→ **What you should do**
Using the data that follows, report how many lines include "enum"; output no other text.

Source records:

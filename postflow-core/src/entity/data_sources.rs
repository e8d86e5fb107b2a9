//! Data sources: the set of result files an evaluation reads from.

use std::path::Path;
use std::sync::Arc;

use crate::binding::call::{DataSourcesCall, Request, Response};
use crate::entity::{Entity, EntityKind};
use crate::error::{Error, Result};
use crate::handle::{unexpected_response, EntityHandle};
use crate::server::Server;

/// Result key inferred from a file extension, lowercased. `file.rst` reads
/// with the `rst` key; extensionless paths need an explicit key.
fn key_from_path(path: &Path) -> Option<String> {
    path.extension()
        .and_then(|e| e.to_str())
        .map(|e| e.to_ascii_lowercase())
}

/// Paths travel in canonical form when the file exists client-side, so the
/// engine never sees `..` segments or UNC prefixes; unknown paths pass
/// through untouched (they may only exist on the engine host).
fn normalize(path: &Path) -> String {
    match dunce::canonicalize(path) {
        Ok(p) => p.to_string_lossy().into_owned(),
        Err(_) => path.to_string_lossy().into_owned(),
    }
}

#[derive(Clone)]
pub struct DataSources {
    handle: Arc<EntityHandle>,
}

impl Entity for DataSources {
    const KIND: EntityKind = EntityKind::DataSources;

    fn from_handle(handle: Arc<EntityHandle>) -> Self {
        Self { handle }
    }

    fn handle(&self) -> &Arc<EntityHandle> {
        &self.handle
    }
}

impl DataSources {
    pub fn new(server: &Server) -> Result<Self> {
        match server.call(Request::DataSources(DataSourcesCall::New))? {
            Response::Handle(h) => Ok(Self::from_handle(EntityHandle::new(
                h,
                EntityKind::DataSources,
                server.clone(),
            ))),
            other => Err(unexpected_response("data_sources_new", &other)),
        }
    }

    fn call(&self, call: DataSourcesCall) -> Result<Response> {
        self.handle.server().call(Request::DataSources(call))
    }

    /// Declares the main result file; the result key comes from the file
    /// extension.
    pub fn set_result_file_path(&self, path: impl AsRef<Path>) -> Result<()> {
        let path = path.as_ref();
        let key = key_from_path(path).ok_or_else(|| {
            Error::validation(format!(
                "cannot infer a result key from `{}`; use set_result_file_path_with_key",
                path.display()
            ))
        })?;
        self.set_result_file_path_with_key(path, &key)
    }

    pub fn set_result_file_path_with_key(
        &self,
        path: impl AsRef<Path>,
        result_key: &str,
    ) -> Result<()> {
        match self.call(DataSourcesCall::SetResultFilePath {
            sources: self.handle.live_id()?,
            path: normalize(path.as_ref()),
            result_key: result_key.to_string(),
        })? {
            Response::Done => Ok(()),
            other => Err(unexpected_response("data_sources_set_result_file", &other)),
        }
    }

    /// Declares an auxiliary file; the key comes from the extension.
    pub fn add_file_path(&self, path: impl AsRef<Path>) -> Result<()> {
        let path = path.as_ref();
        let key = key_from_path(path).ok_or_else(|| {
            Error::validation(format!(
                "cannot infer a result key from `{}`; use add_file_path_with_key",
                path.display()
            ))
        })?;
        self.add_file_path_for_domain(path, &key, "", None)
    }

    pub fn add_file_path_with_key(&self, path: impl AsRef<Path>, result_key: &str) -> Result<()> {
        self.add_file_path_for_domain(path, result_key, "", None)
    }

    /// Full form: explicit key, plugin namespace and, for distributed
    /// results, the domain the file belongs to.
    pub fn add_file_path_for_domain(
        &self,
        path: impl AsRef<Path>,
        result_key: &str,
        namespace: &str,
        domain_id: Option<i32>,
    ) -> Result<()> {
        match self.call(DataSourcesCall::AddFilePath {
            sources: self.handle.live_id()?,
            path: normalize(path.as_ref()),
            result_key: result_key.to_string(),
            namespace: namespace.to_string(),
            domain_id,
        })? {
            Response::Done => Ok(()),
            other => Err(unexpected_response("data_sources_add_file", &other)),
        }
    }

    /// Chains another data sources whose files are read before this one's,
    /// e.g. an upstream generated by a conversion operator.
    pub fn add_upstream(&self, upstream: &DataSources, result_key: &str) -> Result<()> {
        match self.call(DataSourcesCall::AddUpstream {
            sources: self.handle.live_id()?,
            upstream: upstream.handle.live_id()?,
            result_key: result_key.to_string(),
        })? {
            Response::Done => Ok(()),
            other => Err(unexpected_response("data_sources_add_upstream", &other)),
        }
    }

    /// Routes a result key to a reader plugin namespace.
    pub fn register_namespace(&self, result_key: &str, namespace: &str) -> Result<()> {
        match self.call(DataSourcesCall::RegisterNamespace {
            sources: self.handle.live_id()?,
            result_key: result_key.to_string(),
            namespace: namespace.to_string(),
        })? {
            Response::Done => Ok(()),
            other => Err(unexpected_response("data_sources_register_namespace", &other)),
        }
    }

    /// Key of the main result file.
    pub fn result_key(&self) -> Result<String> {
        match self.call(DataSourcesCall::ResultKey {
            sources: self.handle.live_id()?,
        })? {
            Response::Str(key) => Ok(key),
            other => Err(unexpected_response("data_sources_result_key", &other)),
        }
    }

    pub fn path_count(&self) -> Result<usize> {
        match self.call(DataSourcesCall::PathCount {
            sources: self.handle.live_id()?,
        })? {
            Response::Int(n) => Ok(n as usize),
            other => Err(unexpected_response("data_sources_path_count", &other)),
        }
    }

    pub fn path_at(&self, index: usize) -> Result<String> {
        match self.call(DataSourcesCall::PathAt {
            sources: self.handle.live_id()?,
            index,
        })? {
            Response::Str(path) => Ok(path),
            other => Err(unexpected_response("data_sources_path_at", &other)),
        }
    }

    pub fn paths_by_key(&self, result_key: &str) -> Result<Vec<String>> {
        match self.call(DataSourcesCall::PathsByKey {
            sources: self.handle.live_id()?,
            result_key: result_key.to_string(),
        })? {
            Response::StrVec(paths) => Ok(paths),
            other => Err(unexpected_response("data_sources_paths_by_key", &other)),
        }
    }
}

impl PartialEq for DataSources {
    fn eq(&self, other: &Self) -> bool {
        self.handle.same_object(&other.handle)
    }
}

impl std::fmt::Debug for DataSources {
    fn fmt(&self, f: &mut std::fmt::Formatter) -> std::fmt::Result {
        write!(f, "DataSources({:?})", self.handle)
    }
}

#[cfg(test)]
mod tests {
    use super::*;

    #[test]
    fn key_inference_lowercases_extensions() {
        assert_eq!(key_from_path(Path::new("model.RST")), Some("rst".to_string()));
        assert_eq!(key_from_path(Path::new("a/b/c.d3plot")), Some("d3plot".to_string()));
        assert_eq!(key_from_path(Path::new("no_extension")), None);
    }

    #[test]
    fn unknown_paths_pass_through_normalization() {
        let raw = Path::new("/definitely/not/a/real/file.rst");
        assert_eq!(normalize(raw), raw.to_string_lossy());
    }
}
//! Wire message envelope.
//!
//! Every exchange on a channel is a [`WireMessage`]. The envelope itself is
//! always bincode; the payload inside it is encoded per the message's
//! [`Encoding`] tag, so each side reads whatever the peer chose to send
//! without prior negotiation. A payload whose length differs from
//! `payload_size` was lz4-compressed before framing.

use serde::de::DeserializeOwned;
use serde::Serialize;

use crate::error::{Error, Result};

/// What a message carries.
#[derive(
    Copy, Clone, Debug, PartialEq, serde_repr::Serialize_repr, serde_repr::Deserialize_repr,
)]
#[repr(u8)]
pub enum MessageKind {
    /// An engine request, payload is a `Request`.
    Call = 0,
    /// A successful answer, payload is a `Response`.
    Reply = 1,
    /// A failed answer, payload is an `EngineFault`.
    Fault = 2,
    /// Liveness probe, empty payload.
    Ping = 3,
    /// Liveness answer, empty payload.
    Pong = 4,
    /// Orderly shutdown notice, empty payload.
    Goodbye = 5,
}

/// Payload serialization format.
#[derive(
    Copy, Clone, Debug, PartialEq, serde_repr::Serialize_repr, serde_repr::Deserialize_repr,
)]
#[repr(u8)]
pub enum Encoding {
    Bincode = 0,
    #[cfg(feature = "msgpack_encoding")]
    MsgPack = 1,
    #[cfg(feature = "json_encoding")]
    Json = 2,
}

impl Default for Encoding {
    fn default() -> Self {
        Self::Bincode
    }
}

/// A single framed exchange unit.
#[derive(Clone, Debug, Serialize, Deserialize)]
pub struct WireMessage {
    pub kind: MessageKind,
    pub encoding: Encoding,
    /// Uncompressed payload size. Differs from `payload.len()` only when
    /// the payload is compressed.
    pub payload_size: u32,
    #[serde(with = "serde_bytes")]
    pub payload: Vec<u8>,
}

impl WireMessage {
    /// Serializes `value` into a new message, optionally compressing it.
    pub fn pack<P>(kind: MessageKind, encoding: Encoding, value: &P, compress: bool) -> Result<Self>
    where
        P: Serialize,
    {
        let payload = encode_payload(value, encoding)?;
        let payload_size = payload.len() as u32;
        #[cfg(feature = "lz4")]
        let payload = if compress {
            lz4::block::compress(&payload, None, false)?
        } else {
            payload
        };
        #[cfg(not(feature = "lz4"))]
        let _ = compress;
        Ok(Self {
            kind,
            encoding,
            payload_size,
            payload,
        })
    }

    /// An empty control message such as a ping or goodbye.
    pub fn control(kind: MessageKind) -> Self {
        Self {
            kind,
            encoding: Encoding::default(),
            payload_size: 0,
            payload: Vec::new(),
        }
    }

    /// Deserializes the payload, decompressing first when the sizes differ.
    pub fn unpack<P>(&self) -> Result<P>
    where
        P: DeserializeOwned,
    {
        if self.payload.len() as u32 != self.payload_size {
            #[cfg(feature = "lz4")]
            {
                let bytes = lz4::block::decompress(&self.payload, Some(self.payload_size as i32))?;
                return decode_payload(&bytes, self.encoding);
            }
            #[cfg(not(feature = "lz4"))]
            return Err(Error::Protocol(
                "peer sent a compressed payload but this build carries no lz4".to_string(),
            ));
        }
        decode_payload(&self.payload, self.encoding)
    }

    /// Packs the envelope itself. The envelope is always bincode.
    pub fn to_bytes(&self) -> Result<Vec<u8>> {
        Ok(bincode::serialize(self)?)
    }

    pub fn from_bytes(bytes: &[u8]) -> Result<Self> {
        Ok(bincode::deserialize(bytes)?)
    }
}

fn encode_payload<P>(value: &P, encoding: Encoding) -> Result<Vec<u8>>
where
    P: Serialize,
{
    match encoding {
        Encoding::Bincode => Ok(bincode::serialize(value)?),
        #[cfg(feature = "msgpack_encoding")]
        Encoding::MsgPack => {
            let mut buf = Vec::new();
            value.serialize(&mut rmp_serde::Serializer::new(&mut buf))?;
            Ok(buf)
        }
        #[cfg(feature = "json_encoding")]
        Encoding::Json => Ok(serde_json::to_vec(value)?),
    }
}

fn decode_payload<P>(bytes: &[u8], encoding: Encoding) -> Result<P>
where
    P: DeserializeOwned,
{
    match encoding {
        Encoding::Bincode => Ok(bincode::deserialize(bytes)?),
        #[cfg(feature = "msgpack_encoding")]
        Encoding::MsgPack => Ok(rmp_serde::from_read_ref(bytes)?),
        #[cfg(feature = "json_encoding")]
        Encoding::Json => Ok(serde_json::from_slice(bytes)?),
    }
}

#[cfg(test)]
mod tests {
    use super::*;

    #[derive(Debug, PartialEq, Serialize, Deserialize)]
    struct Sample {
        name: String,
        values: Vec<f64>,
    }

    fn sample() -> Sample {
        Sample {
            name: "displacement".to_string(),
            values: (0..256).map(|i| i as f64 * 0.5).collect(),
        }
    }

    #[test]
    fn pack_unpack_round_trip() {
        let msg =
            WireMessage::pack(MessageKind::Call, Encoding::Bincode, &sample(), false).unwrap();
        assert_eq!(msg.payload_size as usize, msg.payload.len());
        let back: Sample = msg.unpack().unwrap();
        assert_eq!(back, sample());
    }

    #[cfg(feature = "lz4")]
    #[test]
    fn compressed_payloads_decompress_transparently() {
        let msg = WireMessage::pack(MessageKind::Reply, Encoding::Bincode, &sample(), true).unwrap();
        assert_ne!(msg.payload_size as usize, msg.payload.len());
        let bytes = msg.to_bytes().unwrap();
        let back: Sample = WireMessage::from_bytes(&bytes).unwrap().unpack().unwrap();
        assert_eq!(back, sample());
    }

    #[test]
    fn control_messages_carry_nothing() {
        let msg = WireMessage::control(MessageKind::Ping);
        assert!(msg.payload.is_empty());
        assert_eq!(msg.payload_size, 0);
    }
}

→ **Task result**
2